一方、企業収益はどうかといえば、米国企業の業績は至って良好で、日本企業も為替の想定レートと実勢の差を考慮すれば19年3月期は小幅増益を確保できそうだ。業績相場という観点では下値リスクについても限定的といえる。

あとは、トランプ米大統領の保護主義色を前面に押し出した通商政策がどのように相場に影響するかというところ。今後もトランプ発言に一喜一憂するケースは多くなりそうだが、基本的なスタンスとしてトランプ発言で全体相場が下押した場面では押し目買い、上に振れた場合は噴き値売りで対処するのが実践的だ。
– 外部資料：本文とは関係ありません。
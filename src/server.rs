use log::info;
use nu_ansi_term::Color::Green;
use serde::Deserialize;
use serde_json::json;
use warp::{
    filters::BoxedFilter,
    http::StatusCode,
    reject::Rejection,
    reply::{self, Reply},
    Filter,
};

use crate::db_store::create_db_if_needed;
use crate::error::{return_error, Error};
use crate::forum::{Forum, ListingRequest, NewAnswer, NewQuestion, Registration};
use crate::user::User;
use crate::vote::{Direction, VoteTarget};

pub async fn start_server(schema_name: &str, port: u16) -> anyhow::Result<()> {
    create_db_if_needed(schema_name).await?;
    let forum = Forum::new_db(schema_name).await?;

    let routes = make_routes(forum);

    let host = "0.0.0.0"; // 127.0.0.1 won't work inside docker.
    let addr = format!("{}:{}", host, port);
    let socket_addr = addr.parse::<std::net::SocketAddr>()?;

    info!(
        "{}",
        Green.paint(format!("Starting Q&A server on {}:{}", host, port))
    );
    warp::serve(routes).run(socket_addr).await;

    Ok(())
}

pub fn make_routes(forum: Forum) -> BoxedFilter<(impl Reply,)> {
    let cors = warp::cors()
        .allow_any_origin()
        .allow_headers(vec!["content-type", "authorization"])
        .allow_methods(vec!["GET", "POST", "PUT", "DELETE"]);

    let routes = status_filter()
        .or(auth_routes(forum.clone()))
        .or(question_routes(forum.clone()))
        .or(answer_routes(forum.clone()))
        .or(tag_routes(forum.clone()))
        .or(notification_routes(forum))
        .with(cors)
        .recover(return_error);

    routes.boxed()
}

fn with_forum(forum: Forum) -> impl Filter<Extract = (Forum,), Error = std::convert::Infallible> + Clone {
    warp::any().map(move || forum.clone())
}

/// Resolves the acting user from the bearer token. The session
/// identity wins over any user id a request body might carry.
fn with_auth(forum: Forum) -> impl Filter<Extract = (User,), Error = Rejection> + Clone {
    warp::header::optional::<String>("authorization")
        .and(with_forum(forum))
        .and_then(|header: Option<String>, forum: Forum| async move {
            let token = header
                .as_deref()
                .and_then(|h| h.strip_prefix("Bearer "))
                .ok_or_else(|| {
                    warp::reject::custom(Error::Unauthorized(
                        "missing bearer token".to_string(),
                    ))
                })?;
            forum
                .authenticate(token)
                .await
                .map_err(warp::reject::custom)
        })
}

fn status_filter() -> BoxedFilter<(impl Reply,)> {
    warp::path!("api" / "status")
        .and(warp::get())
        .and_then(status_handler)
        .boxed()
}

fn auth_routes(forum: Forum) -> BoxedFilter<(impl Reply,)> {
    let register = warp::path!("api" / "register")
        .and(warp::post())
        .and(warp::body::json())
        .and(with_forum(forum.clone()))
        .and_then(register_handler);

    let login = warp::path!("api" / "login")
        .and(warp::post())
        .and(warp::body::json())
        .and(with_forum(forum.clone()))
        .and_then(login_handler);

    let logout = warp::path!("api" / "logout")
        .and(warp::post())
        .and(warp::header::optional::<String>("authorization"))
        .and(with_forum(forum))
        .and_then(logout_handler);

    register.or(login).or(logout).boxed()
}

fn question_routes(forum: Forum) -> BoxedFilter<(impl Reply,)> {
    let get_questions = warp::path!("api" / "db" / "getQuestions")
        .and(warp::post())
        .and(warp::body::json())
        .and(with_forum(forum.clone()))
        .and_then(get_questions_handler);

    let create = warp::path!("api" / "questions")
        .and(warp::post())
        .and(with_auth(forum.clone()))
        .and(warp::body::json())
        .and(with_forum(forum.clone()))
        .and_then(create_question_handler);

    let update = warp::path!("api" / "questions" / u64)
        .and(warp::put())
        .and(with_auth(forum.clone()))
        .and(warp::body::json())
        .and(with_forum(forum.clone()))
        .and_then(update_question_handler);

    let delete = warp::path!("api" / "questions" / u64)
        .and(warp::delete())
        .and(with_auth(forum.clone()))
        .and(with_forum(forum.clone()))
        .and_then(delete_question_handler);

    let vote = warp::path!("api" / "questions" / u64 / "vote")
        .and(warp::post())
        .and(with_auth(forum.clone()))
        .and(warp::body::json())
        .and(with_forum(forum))
        .and_then(vote_question_handler);

    get_questions.or(create).or(update).or(delete).or(vote).boxed()
}

fn answer_routes(forum: Forum) -> BoxedFilter<(impl Reply,)> {
    let create = warp::path!("api" / "questions" / u64 / "answers")
        .and(warp::post())
        .and(with_auth(forum.clone()))
        .and(warp::body::json())
        .and(with_forum(forum.clone()))
        .and_then(create_answer_handler);

    let update = warp::path!("api" / "questions" / u64 / "answers" / u64)
        .and(warp::put())
        .and(with_auth(forum.clone()))
        .and(warp::body::json())
        .and(with_forum(forum.clone()))
        .and_then(update_answer_handler);

    let delete = warp::path!("api" / "questions" / u64 / "answers" / u64)
        .and(warp::delete())
        .and(with_auth(forum.clone()))
        .and(with_forum(forum.clone()))
        .and_then(delete_answer_handler);

    let vote = warp::path!("api" / "questions" / u64 / "answers" / u64 / "vote")
        .and(warp::post())
        .and(with_auth(forum.clone()))
        .and(warp::body::json())
        .and(with_forum(forum.clone()))
        .and_then(vote_answer_handler);

    let accept = warp::path!("api" / "questions" / u64 / "answers" / u64 / "accept")
        .and(warp::post())
        .and(with_auth(forum.clone()))
        .and(with_forum(forum))
        .and_then(accept_answer_handler);

    create.or(update).or(delete).or(vote).or(accept).boxed()
}

fn tag_routes(forum: Forum) -> BoxedFilter<(impl Reply,)> {
    let all = warp::path!("api" / "db" / "getAllTags")
        .and(warp::get())
        .and(with_forum(forum.clone()))
        .and_then(all_tags_handler);

    let by_id = warp::path!("api" / "db" / "getTagById" / u64)
        .and(warp::get())
        .and(with_forum(forum))
        .and_then(tag_by_id_handler);

    all.or(by_id).boxed()
}

fn notification_routes(forum: Forum) -> BoxedFilter<(impl Reply,)> {
    let list = warp::path!("api" / "notifications")
        .and(warp::get())
        .and(with_auth(forum.clone()))
        .and(with_forum(forum.clone()))
        .and_then(notifications_handler);

    let read = warp::path!("api" / "notifications" / u64 / "read")
        .and(warp::post())
        .and(with_auth(forum.clone()))
        .and(with_forum(forum))
        .and_then(notification_read_handler);

    list.or(read).boxed()
}

#[derive(Debug, Deserialize)]
struct LoginBody {
    username: String,
    password: String,
}

#[derive(Debug, Deserialize)]
#[serde(rename_all = "camelCase")]
struct GetQuestionsBody {
    id: Option<u64>,
    #[serde(default)]
    include_answers: bool,
    filter: Option<String>,
    #[serde(default)]
    tags: Vec<String>,
    limit: Option<i64>,
    skip: Option<i64>,
}

#[derive(Debug, Deserialize)]
struct VoteBody {
    direction: String,
}

#[derive(Debug, Deserialize)]
struct UpdateQuestionBody {
    title: String,
    description: String,
}

#[derive(Debug, Deserialize)]
struct UpdateAnswerBody {
    content: String,
}

fn ok_reply(data: impl serde::Serialize) -> warp::reply::WithStatus<warp::reply::Json> {
    reply::with_status(
        reply::json(&json!({ "success": true, "data": data })),
        StatusCode::OK,
    )
}

fn created_reply(data: impl serde::Serialize) -> warp::reply::WithStatus<warp::reply::Json> {
    reply::with_status(
        reply::json(&json!({ "success": true, "data": data })),
        StatusCode::CREATED,
    )
}

async fn status_handler() -> Result<impl Reply, Rejection> {
    Ok(reply::json(&json!({
        "success": true,
        "message": "Q&A API is running"
    })))
}

async fn register_handler(body: Registration, forum: Forum) -> Result<impl Reply, Rejection> {
    let user = forum.register(body).await.map_err(warp::reject::custom)?;
    Ok(created_reply(user))
}

async fn login_handler(body: LoginBody, forum: Forum) -> Result<impl Reply, Rejection> {
    let (token, user) = forum
        .login(&body.username, &body.password)
        .await
        .map_err(warp::reject::custom)?;
    Ok(reply::with_status(
        reply::json(&json!({ "success": true, "token": token, "user": user })),
        StatusCode::OK,
    ))
}

async fn logout_handler(header: Option<String>, forum: Forum) -> Result<impl Reply, Rejection> {
    if let Some(token) = header.as_deref().and_then(|h| h.strip_prefix("Bearer ")) {
        forum.logout(token).await.map_err(warp::reject::custom)?;
    }
    Ok(reply::json(&json!({ "success": true })))
}

async fn get_questions_handler(body: GetQuestionsBody, forum: Forum) -> Result<impl Reply, Rejection> {
    // Single-id fetch and filtered listing share the endpoint.
    if let Some(id) = body.id {
        let question = forum
            .question_view(id, body.include_answers)
            .await
            .map_err(warp::reject::custom)?;
        return Ok(ok_reply(question));
    }

    let filter = body.filter.ok_or_else(|| {
        warp::reject::custom(Error::Validation(
            "filter must be one of topvoted, newest, unanswered".to_string(),
        ))
    })?;
    let request = ListingRequest::parse(&filter, body.tags.clone(), body.limit, body.skip)
        .map_err(warp::reject::custom)?;
    let limit = request.limit;
    let skip = request.offset;
    let page = forum
        .list_questions(request)
        .await
        .map_err(warp::reject::custom)?;

    Ok(reply::with_status(
        reply::json(&json!({
            "success": true,
            "data": page.questions,
            "count": page.questions.len(),
            "filter": filter,
            "tags": body.tags,
            "pagination": { "limit": limit, "skip": skip, "hasMore": page.has_more },
        })),
        StatusCode::OK,
    ))
}

async fn create_question_handler(
    user: User,
    body: NewQuestion,
    forum: Forum,
) -> Result<impl Reply, Rejection> {
    let question = forum
        .create_question(&user, body)
        .await
        .map_err(warp::reject::custom)?;
    Ok(created_reply(question))
}

async fn update_question_handler(
    id: u64,
    user: User,
    body: UpdateQuestionBody,
    forum: Forum,
) -> Result<impl Reply, Rejection> {
    let question = forum
        .update_question(&user, id, &body.title, &body.description)
        .await
        .map_err(warp::reject::custom)?;
    Ok(ok_reply(question))
}

async fn delete_question_handler(id: u64, user: User, forum: Forum) -> Result<impl Reply, Rejection> {
    forum
        .delete_question(&user, id)
        .await
        .map_err(warp::reject::custom)?;
    Ok(reply::with_status(
        reply::json(&json!({ "success": true })),
        StatusCode::OK,
    ))
}

async fn vote_question_handler(
    id: u64,
    user: User,
    body: VoteBody,
    forum: Forum,
) -> Result<impl Reply, Rejection> {
    let direction = Direction::parse(&body.direction).map_err(warp::reject::custom)?;
    let outcome = forum
        .cast_vote(&user, VoteTarget::Question(id), direction)
        .await
        .map_err(warp::reject::custom)?;
    Ok(ok_reply(outcome))
}

async fn create_answer_handler(
    question_id: u64,
    user: User,
    body: NewAnswer,
    forum: Forum,
) -> Result<impl Reply, Rejection> {
    let answer = forum
        .create_answer(&user, question_id, body)
        .await
        .map_err(warp::reject::custom)?;
    Ok(created_reply(answer))
}

async fn update_answer_handler(
    question_id: u64,
    answer_id: u64,
    user: User,
    body: UpdateAnswerBody,
    forum: Forum,
) -> Result<impl Reply, Rejection> {
    forum
        .update_answer(&user, question_id, answer_id, &body.content)
        .await
        .map_err(warp::reject::custom)?;
    Ok(reply::with_status(
        reply::json(&json!({ "success": true })),
        StatusCode::OK,
    ))
}

async fn delete_answer_handler(
    question_id: u64,
    answer_id: u64,
    user: User,
    forum: Forum,
) -> Result<impl Reply, Rejection> {
    forum
        .delete_answer(&user, question_id, answer_id)
        .await
        .map_err(warp::reject::custom)?;
    Ok(reply::with_status(
        reply::json(&json!({ "success": true })),
        StatusCode::OK,
    ))
}

async fn vote_answer_handler(
    _question_id: u64,
    answer_id: u64,
    user: User,
    body: VoteBody,
    forum: Forum,
) -> Result<impl Reply, Rejection> {
    let direction = Direction::parse(&body.direction).map_err(warp::reject::custom)?;
    let outcome = forum
        .cast_vote(&user, VoteTarget::Answer(answer_id), direction)
        .await
        .map_err(warp::reject::custom)?;
    Ok(ok_reply(outcome))
}

async fn accept_answer_handler(
    question_id: u64,
    answer_id: u64,
    user: User,
    forum: Forum,
) -> Result<impl Reply, Rejection> {
    forum
        .accept_answer(&user, question_id, answer_id)
        .await
        .map_err(warp::reject::custom)?;
    Ok(reply::with_status(
        reply::json(&json!({ "success": true })),
        StatusCode::OK,
    ))
}

async fn all_tags_handler(forum: Forum) -> Result<impl Reply, Rejection> {
    let tags = forum.all_tags().await.map_err(warp::reject::custom)?;
    Ok(reply::with_status(
        reply::json(&json!({ "success": true, "data": tags, "count": tags.len() })),
        StatusCode::OK,
    ))
}

async fn tag_by_id_handler(id: u64, forum: Forum) -> Result<impl Reply, Rejection> {
    let tag = forum.tag_by_id(id).await.map_err(warp::reject::custom)?;
    Ok(ok_reply(tag))
}

async fn notifications_handler(user: User, forum: Forum) -> Result<impl Reply, Rejection> {
    let notifications = forum
        .notifications(&user)
        .await
        .map_err(warp::reject::custom)?;
    Ok(reply::with_status(
        reply::json(&json!({
            "success": true,
            "data": notifications,
            "count": notifications.len(),
        })),
        StatusCode::OK,
    ))
}

async fn notification_read_handler(id: u64, user: User, forum: Forum) -> Result<impl Reply, Rejection> {
    forum
        .mark_notification_read(&user, id)
        .await
        .map_err(warp::reject::custom)?;
    Ok(reply::with_status(
        reply::json(&json!({ "success": true })),
        StatusCode::OK,
    ))
}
物色対象としては、貿易摩擦問題に左右される輸出株は当面神経質な値動きが想定され、相対的に好業績内需株のほうに優位性があると考える。内需株では業種として食品や化粧品およびトイレタリー、鉄道などディフェンシブセクターが狙い目となる。また、あすはマザーズ市場としては超大型IPOとなるメルカリ <4385> [東証M]が上場するが、個人投資家の注目度は高く、初値形成後も徐々に水準を切り上げる展開が想定される。その場合は潤った資金が新興市場に還流する可能性も十分で、中小型株物色の流れを後押ししそうだ。

(聞き手・中村潤一)

<プロフィール>(くぼた・ともいちろう)

松井証券へ入社後、マーケティング部を経て現職。ネット証券草創期から株式を中心に相場をウオッチし続け、個人投資家の売買動向にも詳しい。